A Web Developer and Tinkerer’s Review of the BenQ Coding Monitor RD320U
October 2nd, 2025 - Seve Savoie Teruel

In April of this year I was invited to participate on CodeTV’s “Web Dev Challenge, We were asked to use web technologies to come up with fun, creative solutions to niche problems and think outside the box.
One of the highlights was getting to try out a BenQ Monitor, since I had seen them popping up on various other YouTube channels. Unfortunately, with the hectic nature of the show, I really didn’t get a chance to put the monitor through its paces.
So when BenQ reached out to see if I’d be interested in receiving a monitor to review, I jumped on to the opportunity. I’ve had it for over a month now and I have to say that in my opinion it is the best looking monitor I have ever used but it is hampered by its software.

Let me start with the positives. The monitor genuinely makes development easier. The pixel density and brightness makes my IDE’s dark theme really pop and I get absolutely no eye strain from using it. While the monitor runs at 60 Hz, I never noticed and blurring or ghosting while scrolling through my code.

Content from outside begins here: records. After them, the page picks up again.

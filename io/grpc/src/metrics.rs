//! gRPC metrics.

use metriken::{Counter, Gauge, metric};

// Connections
#[metric(
    name = "grpc_connections_active",
    description = "Number of currently open gRPC connections"
)]
pub static CONNECTIONS_ACTIVE: Gauge = Gauge::new();

// Calls
#[metric(name = "grpc_calls_started", description = "Total calls started")]
pub static CALLS_STARTED: Counter = Counter::new();

#[metric(
    name = "grpc_calls_completed",
    description = "Total calls that completed with OK"
)]
pub static CALLS_COMPLETED: Counter = Counter::new();

#[metric(
    name = "grpc_calls_failed",
    description = "Total calls that completed with a non-OK status"
)]
pub static CALLS_FAILED: Counter = Counter::new();

#[metric(
    name = "grpc_deadline_exceeded",
    description = "Total calls ended by their deadline"
)]
pub static DEADLINE_EXCEEDED: Counter = Counter::new();

// Traffic
#[metric(name = "grpc_messages_sent", description = "Total messages framed for sending")]
pub static MESSAGES_SENT: Counter = Counter::new();

#[metric(
    name = "grpc_messages_received",
    description = "Total messages received"
)]
pub static MESSAGES_RECEIVED: Counter = Counter::new();

#[metric(name = "grpc_bytes_sent", description = "Total DATA payload bytes sent")]
pub static BYTES_SENT: Counter = Counter::new();

#[metric(
    name = "grpc_bytes_received",
    description = "Total DATA payload bytes received"
)]
pub static BYTES_RECEIVED: Counter = Counter::new();

// Errors
#[metric(name = "grpc_stream_resets", description = "Total streams reset by either side")]
pub static STREAM_RESETS: Counter = Counter::new();

#[metric(
    name = "grpc_protocol_errors",
    description = "Total gRPC protocol violations by peers"
)]
pub static PROTOCOL_ERRORS: Counter = Counter::new();

/// Count a finished call under completed or failed.
pub(crate) fn record_outcome(status: &crate::Status) {
    if status.is_ok() {
        CALLS_COMPLETED.increment();
    } else {
        CALLS_FAILED.increment();
    }
}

As a remote dev that has 2-3 active side projects and also plays video games late into the night, I can be using it for 10-12 hours a day without any issues. The only times my eyes DO hurt is if I accidentally open a big white Chrome window on the monitor while I have it set to “Coding - Dark Theme” because the monitor is so bright!

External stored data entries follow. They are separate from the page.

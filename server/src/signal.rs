//! Ctrl-C and SIGTERM handling.

use grpc::ShutdownHandle;
use std::sync::atomic::{AtomicBool, Ordering};

/// Drain the server on the first signal; exit on the second.
pub fn install(handle: ShutdownHandle) -> Result<(), ctrlc::Error> {
    let signalled = AtomicBool::new(false);
    ctrlc::set_handler(move || {
        if signalled.swap(true, Ordering::SeqCst) {
            tracing::warn!("received second signal, exiting immediately");
            std::process::exit(1);
        }
        tracing::info!("received shutdown signal, draining connections");
        handle.shutdown();
    })
}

Luckily, the monitor comes with multiple bright and contrast profiles that you can switch on the fly using shortcut keys on either the monitor itself or on your keyboard if you install their “Display Pilot 2” Software. They also have various other settings you can enable to help with eye strain. You can set schedules to adjust the brightness of your screen, enable their “Low Blue Light” Circadian Mode to have the color temperature adjust based on the sun cycle. Or you can just enable “B.I. Gen 2” that will monitor the brightness in the room and adjust the screen accordingly. Another feature is the ability to have bespoke color modes for each half of the monitor using “Dual View Plus”. I can run your Dark Mode on the left, and Cinema on the right. This is essential when you're working with designs that need pixel perfect accuracy.
When it comes to the hardware, I fully agree that it is “Ultimate Coding Experience”

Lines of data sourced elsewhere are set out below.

impl<E: Endpoint> ConnectionManager<E> {
    pub fn new(core: Core, endpoint: E) -> Self {
        Self { core, endpoint }
    }

    /// Run the event loop on `socket` until the connection closes.
    pub fn run(mut self, mut socket: TcpStream, poll_interval: Duration) -> Result<(), Error> {
        CONNECTIONS_ACTIVE.increment();
        let result = self.drive(&mut socket, poll_interval);
        CONNECTIONS_ACTIVE.decrement();
        let _ = socket.shutdown(Shutdown::Both);
        result
    }

    fn drive(&mut self, socket: &mut TcpStream, poll_interval: Duration) -> Result<(), Error> {
        socket.set_read_timeout(Some(poll_interval))?;
        socket.set_nodelay(true)?;

        self.start();
        let mut buf = vec![0u8; READ_BUFFER_SIZE];

        loop {
            if let Err(e) = self.flush_to(socket) {
                self.lost(Status::unavailable("connection lost"));
                return Err(e.into());
            }
            if self.finished() {
                debug!(peer = %self.core.peer, "connection closed");
                return Ok(());
            }

            match socket.read(&mut buf) {
                Ok(0) => {
                    debug!(peer = %self.core.peer, "peer closed the connection");
                    self.lost(Status::unavailable("connection lost"));
                    return Ok(());
                }
                Ok(n) => self.receive(&buf[..n]),
                Err(e)
                    if e.kind() == io::ErrorKind::WouldBlock
                        || e.kind() == io::ErrorKind::TimedOut => {}
                Err(e) if e.kind() == io::ErrorKind::Interrupted => continue,
                Err(e) => {
                    warn!(peer = %self.core.peer, error = %e, "connection read failed");
                    self.lost(Status::unavailable("connection lost"));
                    return Err(e.into());
                }
            }

            self.idle();
        }
    }

    fn flush_to(&mut self, socket: &mut TcpStream) -> io::Result<()> {
        if self.core.engine.has_data_to_send() {
            let data = self.take_outbound();
            socket.write_all(&data)?;
        }
        Ok(())
    }

    /// Queue the connection preface and settings.
    pub fn start(&mut self) {
        self.core.engine.initiate_connection();
    }

    /// Bytes queued for the peer.
    pub fn take_outbound(&mut self) -> Bytes {
        self.core.engine.data_to_send()
    }

    /// Feed bytes read from the peer.
    pub fn receive(&mut self, data: &[u8]) {
        match self.core.engine.receive_data(data) {
            Ok(events) => {
                for event in events {
                    self.handle_event(event);
                }
            }
            Err(e) => {
                warn!(peer = %self.core.peer, error = %e, "connection error");
                let status = Status::from(Error::from(e));
                self.lost(status);
            }
        }
    }

    /// Maintenance pass: role polling, then every pending send.
    pub fn idle(&mut self) {
        if self.core.state == LinkState::Closed {
            return;
        }
        self.endpoint.poll(&mut self.core);

        for (stream_id, recv) in &self.core.recv {
            let consumed = recv.take_release();
            if consumed > 0 {
                self.core.engine.release_capacity(*stream_id, consumed);
            }
        }

        let ids: Vec<StreamId> = self.core.send.keys().copied().collect();
        for stream_id in ids {
            self.send_pending(stream_id);
        }

        if self.core.state == LinkState::Closing && self.drained() {
            debug!(peer = %self.core.peer, "connection drained");
            self.core.state = LinkState::Closed;
        }
    }

    fn drained(&self) -> bool {
        self.core.is_idle() && self.endpoint.is_idle()
    }

    /// The loop has nothing left to do.
    pub fn finished(&self) -> bool {
        match self.core.state {
            LinkState::Closed => true,
            LinkState::Closing => self.drained(),
            LinkState::Connecting | LinkState::Open => false,
        }
    }

    fn handle_event(&mut self, event: Event) {
        trace!(peer = %self.core.peer, ?event, "event");
        match event {
            Event::RequestReceived {
                stream_id,
                headers,
                end_stream,
            } => {
                self.endpoint
                    .on_request(&mut self.core, stream_id, headers, end_stream);
                self.send_pending(stream_id);
            }
            Event::ResponseReceived {
                stream_id,
                headers,
                end_stream,
            } => {
                self.endpoint
                    .on_response(&mut self.core, stream_id, headers, end_stream);
            }
            Event::TrailersReceived { stream_id, headers } => {
                self.endpoint.on_trailers(&mut self.core, stream_id, headers);
            }
            Event::DataReceived {
                stream_id,
                data,
                flow_len,
            } => {
                let padding = (flow_len as usize).saturating_sub(data.len());
                if padding > 0 {
                    self.core.engine.release_capacity(stream_id, padding);
                }
                self.on_data(stream_id, &data);
            }
            Event::StreamEnded { stream_id } => {
                self.endpoint.on_stream_ended(&mut self.core, stream_id);
                if let Some(recv) = self.core.recv.remove(&stream_id) {
                    recv.close(None);
                }
                // the request ending may unblock a deferred response
                self.send_pending(stream_id);
            }
            Event::StreamReset {
                stream_id,
                error_code,
            } => {
                debug!(peer = %self.core.peer, %stream_id, %error_code, "stream reset by peer");
                STREAM_RESETS.increment();
                self.fail_stream(stream_id, None, Status::from_reset(error_code));
            }
            Event::WindowUpdated { stream_id, .. } => {
                if stream_id.is_connection_level() {
                    let ids: Vec<StreamId> = self.core.send.keys().copied().collect();
                    for stream_id in ids {
                        self.send_pending(stream_id);
                    }
                } else {
                    self.send_pending(stream_id);
                }
            }
            Event::RemoteSettingsChanged { .. } | Event::SettingsAcknowledged => {
                if self.core.state == LinkState::Connecting {
                    debug!(peer = %self.core.peer, "connection open");
                    self.core.state = LinkState::Open;
                }
            }
            Event::PingAcknowledged { .. } => {}
            Event::ConnectionTerminated {
                error_code,
                last_stream_id,
                ..
            } => {
                info!(peer = %self.core.peer, %error_code, %last_stream_id, "peer sent GOAWAY");
                if self.core.state != LinkState::Closed {
                    self.core.state = LinkState::Closing;
                }
                self.endpoint
                    .on_goaway(&mut self.core, last_stream_id, error_code);
            }
        }
    }

    fn on_data(&mut self, stream_id: StreamId, data: &[u8]) {
        BYTES_RECEIVED.add(data.len() as u64);
        let Some(recv) = self.core.recv.get(&stream_id).cloned() else {
            debug!(peer = %self.core.peer, %stream_id, "DATA for an unknown stream");
            PROTOCOL_ERRORS.increment();
            self.core.reset(stream_id, ErrorCode::ProtocolError);
            return;
        };
        if let Err(e) = recv.write(data) {
            warn!(peer = %self.core.peer, %stream_id, error = %e, "malformed message stream");
            PROTOCOL_ERRORS.increment();
            self.fail_stream(stream_id, Some(ErrorCode::ProtocolError), Status::from(e));
        }
    }

    fn fail_stream(&mut self, stream_id: StreamId, reset: Option<ErrorCode>, status: Status) {
        if self.core.fail_stream(stream_id, reset, status.clone()) {
            self.endpoint.on_stream_failed(stream_id, &status);
        }
    }

    fn send_failed(&mut self, stream_id: StreamId, err: ConnectionError) {
        debug!(peer = %self.core.peer, %stream_id, error = %err, "send failed");
        self.fail_stream(
            stream_id,
            Some(ErrorCode::InternalError),
            Status::from(Error::from(err)),
        );
    }

    /// Move whatever the stream's window allows onto the connection.
    fn send_pending(&mut self, stream_id: StreamId) {
        let Some(send) = self.core.send.get(&stream_id).cloned() else {
            return;
        };

        if let Some(headers) = send.headers_to_send(self.core.defer_headers)
            && let Err(e) = self.core.engine.send_headers(stream_id, &headers, false)
        {
            self.send_failed(stream_id, e);
            return;
        }

        if send.headers_sent() {
            let window = self.core.engine.local_flow_control_window(stream_id);
            let max_frame = self.core.engine.max_outbound_frame_size();
            match send.read(window, max_frame) {
                Ok(chunks) => {
                    for chunk in chunks {
                        if let Err(e) = self.core.engine.send_data(stream_id, &chunk, false) {
                            self.send_failed(stream_id, e);
                            return;
                        }
                        BYTES_SENT.add(chunk.len() as u64);
                    }
                }
                Err(status) => {
                    self.endpoint.on_send_error(&mut self.core, stream_id, status);
                    return;
                }
            }
        } else if let Err(status) = send.flush_queue_to_buffer() {
            self.endpoint.on_send_error(&mut self.core, stream_id, status);
            return;
        }

        if send.is_exhausted() {
            self.endpoint.finish_send(&mut self.core, stream_id);
        }
    }

    /// The transport is gone: fail every live stream with `status`.
    fn lost(&mut self, status: Status) {
        self.core.state = LinkState::Closed;
        let mut ids: Vec<StreamId> = self.core.recv.keys().copied().collect();
        ids.extend(self.core.send.keys().copied());
        for stream_id in ids {
            self.fail_stream(stream_id, None, status.clone());
        }
        self.endpoint.on_terminated(&status);
    }
}
//! Frame codec.
//!
//! Every frame starts with a 9-byte header: a 24-bit payload length, the
//! frame type, a flags byte, then one reserved bit and a 31-bit stream id.
//! `FrameDecoder` validates headers against the local settings before the
//! payload is parsed; `FrameEncoder` splits header blocks that exceed the
//! peer's frame size into HEADERS plus CONTINUATION.

mod decode;
mod encode;
mod error;
mod types;

pub use decode::FrameDecoder;
pub use encode::FrameEncoder;
pub use error::{ErrorCode, FrameError};
pub use types::*;

/// Largest frame size a peer may advertise (2^24 - 1).
pub const MAX_FRAME_SIZE: u32 = 16_777_215;

/// Frame size every endpoint must accept (16 KiB).
pub const DEFAULT_MAX_FRAME_SIZE: u32 = 16_384;

/// Frame header size in bytes.
pub const FRAME_HEADER_SIZE: usize = 9;

/// Connection preface sent by clients.
pub const CONNECTION_PREFACE: &[u8] = b"PRI * HTTP/2.0\r\n\r\nSM\r\n\r\n";

/// Initial flow-control window for connections and streams.
pub const DEFAULT_INITIAL_WINDOW_SIZE: u32 = 65_535;

/// Largest legal flow-control window (2^31 - 1).
pub const MAX_WINDOW_SIZE: u32 = 0x7FFF_FFFF;

/// HPACK dynamic table size assumed until SETTINGS say otherwise.
pub const DEFAULT_HEADER_TABLE_SIZE: u32 = 4_096;

/// Concurrent stream limit we advertise by default.
pub const DEFAULT_MAX_CONCURRENT_STREAMS: u32 = 100;
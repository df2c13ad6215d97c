//! Channel and server configuration.
//!
//! All structs deserialize from TOML with every field optional.

use crate::compression::Compression;
use crate::frame::DEFAULT_MAX_MESSAGE_SIZE;
use http2::ConnectionSettings;
use serde::{Deserialize, Serialize};
use std::time::Duration;

/// HTTP/2 settings advertised to the peer.
#[derive(Debug, Clone, PartialEq, Eq, Deserialize, Serialize)]
#[serde(deny_unknown_fields)]
pub struct Http2Config {
    /// Initial per-stream receive window.
    #[serde(default = "default_initial_window_size")]
    pub initial_window_size: u32,

    /// Largest DATA frame payload we accept (16 KiB to 16 MiB).
    #[serde(default = "default_max_frame_size")]
    pub max_frame_size: u32,

    /// Concurrent streams we allow the peer to open.
    #[serde(default = "default_max_concurrent_streams")]
    pub max_concurrent_streams: u32,
}

impl Default for Http2Config {
    fn default() -> Self {
        Self {
            initial_window_size: default_initial_window_size(),
            max_frame_size: default_max_frame_size(),
            max_concurrent_streams: default_max_concurrent_streams(),
        }
    }
}

impl Http2Config {
    pub fn settings(&self) -> ConnectionSettings {
        ConnectionSettings::new()
            .initial_window_size(self.initial_window_size)
            .max_frame_size(self.max_frame_size)
            .max_concurrent_streams(self.max_concurrent_streams)
    }
}

/// Client channel configuration.
#[derive(Debug, Clone, PartialEq, Eq, Deserialize, Serialize)]
#[serde(deny_unknown_fields)]
pub struct ChannelConfig {
    #[serde(default)]
    pub http2: Http2Config,

    /// Socket read timeout of the connection loop, in milliseconds.
    #[serde(default = "default_poll_interval_ms")]
    pub poll_interval_ms: u64,

    /// Largest response message accepted.
    #[serde(default = "default_max_message_size")]
    pub max_message_size: usize,

    /// Request compression when a call does not choose one.
    #[serde(default = "default_compression")]
    pub default_compression: String,

    #[serde(default = "default_user_agent")]
    pub user_agent: String,

    /// `:authority` to send instead of the connected address.
    #[serde(default)]
    pub authority: Option<String>,
}

impl Default for ChannelConfig {
    fn default() -> Self {
        Self {
            http2: Http2Config::default(),
            poll_interval_ms: default_poll_interval_ms(),
            max_message_size: default_max_message_size(),
            default_compression: default_compression(),
            user_agent: default_user_agent(),
            authority: None,
        }
    }
}

impl ChannelConfig {
    pub fn poll_interval(&self) -> Duration {
        Duration::from_millis(self.poll_interval_ms)
    }

    /// The configured default compression; unknown names fall back to identity.
    pub fn compression(&self) -> Compression {
        Compression::from_name(&self.default_compression).unwrap_or_default()
    }
}

/// Server configuration.
#[derive(Debug, Clone, PartialEq, Eq, Deserialize, Serialize)]
#[serde(deny_unknown_fields)]
pub struct ServerConfig {
    #[serde(default)]
    pub http2: Http2Config,

    /// Socket read timeout of each connection loop, and the accept poll
    /// interval, in milliseconds.
    #[serde(default = "default_poll_interval_ms")]
    pub poll_interval_ms: u64,

    /// Largest request message accepted.
    #[serde(default = "default_max_message_size")]
    pub max_message_size: usize,

    /// Response compression when the client's request was not compressed.
    #[serde(default = "default_compression")]
    pub default_compression: String,

    /// Hold response headers back until the first message is ready.
    #[serde(default = "default_defer_response_headers")]
    pub defer_response_headers: bool,
}

impl Default for ServerConfig {
    fn default() -> Self {
        Self {
            http2: Http2Config::default(),
            poll_interval_ms: default_poll_interval_ms(),
            max_message_size: default_max_message_size(),
            default_compression: default_compression(),
            defer_response_headers: default_defer_response_headers(),
        }
    }
}

impl ServerConfig {
    pub fn poll_interval(&self) -> Duration {
        Duration::from_millis(self.poll_interval_ms)
    }

    pub fn compression(&self) -> Compression {
        Compression::from_name(&self.default_compression).unwrap_or_default()
    }
}

fn default_initial_window_size() -> u32 {
    1024 * 1024
}

fn default_max_frame_size() -> u32 {
    http2::DEFAULT_MAX_FRAME_SIZE
}

fn default_max_concurrent_streams() -> u32 {
    http2::DEFAULT_MAX_CONCURRENT_STREAMS
}

fn default_poll_interval_ms() -> u64 {
    5
}

fn default_max_message_size() -> usize {
    DEFAULT_MAX_MESSAGE_SIZE
}

fn default_compression() -> String {
    Compression::Identity.name().to_string()
}

fn default_user_agent() -> String {
    format!("grpc-rust/{}", env!("CARGO_PKG_VERSION"))
}

fn default_defer_response_headers() -> bool {
    true
}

Which is why I was very surprised with how limited and in some cases, fundamentally flawed their software suite is.
When I was offered the monitor, I pitched a review that would try and find “outside the box” uses for it, such as:
- Automatically turn on and off the Halo light on the back of the monitor when my webcam is on, as a makeshift “I’m on a zoom call” indicator for my family.
- Enable the Picture in Picture feature on the monitor when someone rings my door bell using the output of my Home Assistant computer
- Dynamically recognize what window I had open on the monitor and set the correct color mode.
- Recognize when my IDE was only on half the screen and only apply the color profile to that half.
I had hoped they would have a SDK or API for their monitor but found nothing, so instead I would programmatically change things by sending key commands using a windows “Auto Hotkeys” script I would write.
With a little effort I had a script that checked off everything on my list above, but then I realized that they don’t have shortcuts for all their features. They don’t have shortcut keys for the halo light, the picture in picture nor Dual View Plus.

The only idea I was able to pull off was triggering the color mode when my IDE was on screen, and it turns out, Display Pilot 2 has that feature as well, tucked away in their “Advanced Settings” called “Application Color Mode” In here, you can select your application, like a IDE, and then set the Color Profile for when that window is in focus. But this has 2 major logic flaws.
The less egregious flaw is that it only updates when the window has focus, not when it loses focus. So if I only want Dark Theme Mode when my IDE is on screen, you need to go through and add every single software I use into Display Pilot with what color profile I want for it, which is when I ran into the second flaw, Display Pilot is tracking focus across all my monitors. If I click on my chrome dev tools on my secondary monitor, the color profile would change on my BenQ Monitor.
In the end, I disabled the feature and I just re-arranged my windows so that I only ever had my IDE on the BenQ and anything else, especially bright white windows, I would open on my other 2 monitors. And you know what, it’s still a great monitor! I am thrilled with the picture quality, but I had higher hopes for a monitor called the “Ultimate Coding Experience” that would let me code FOR it, not just ON it.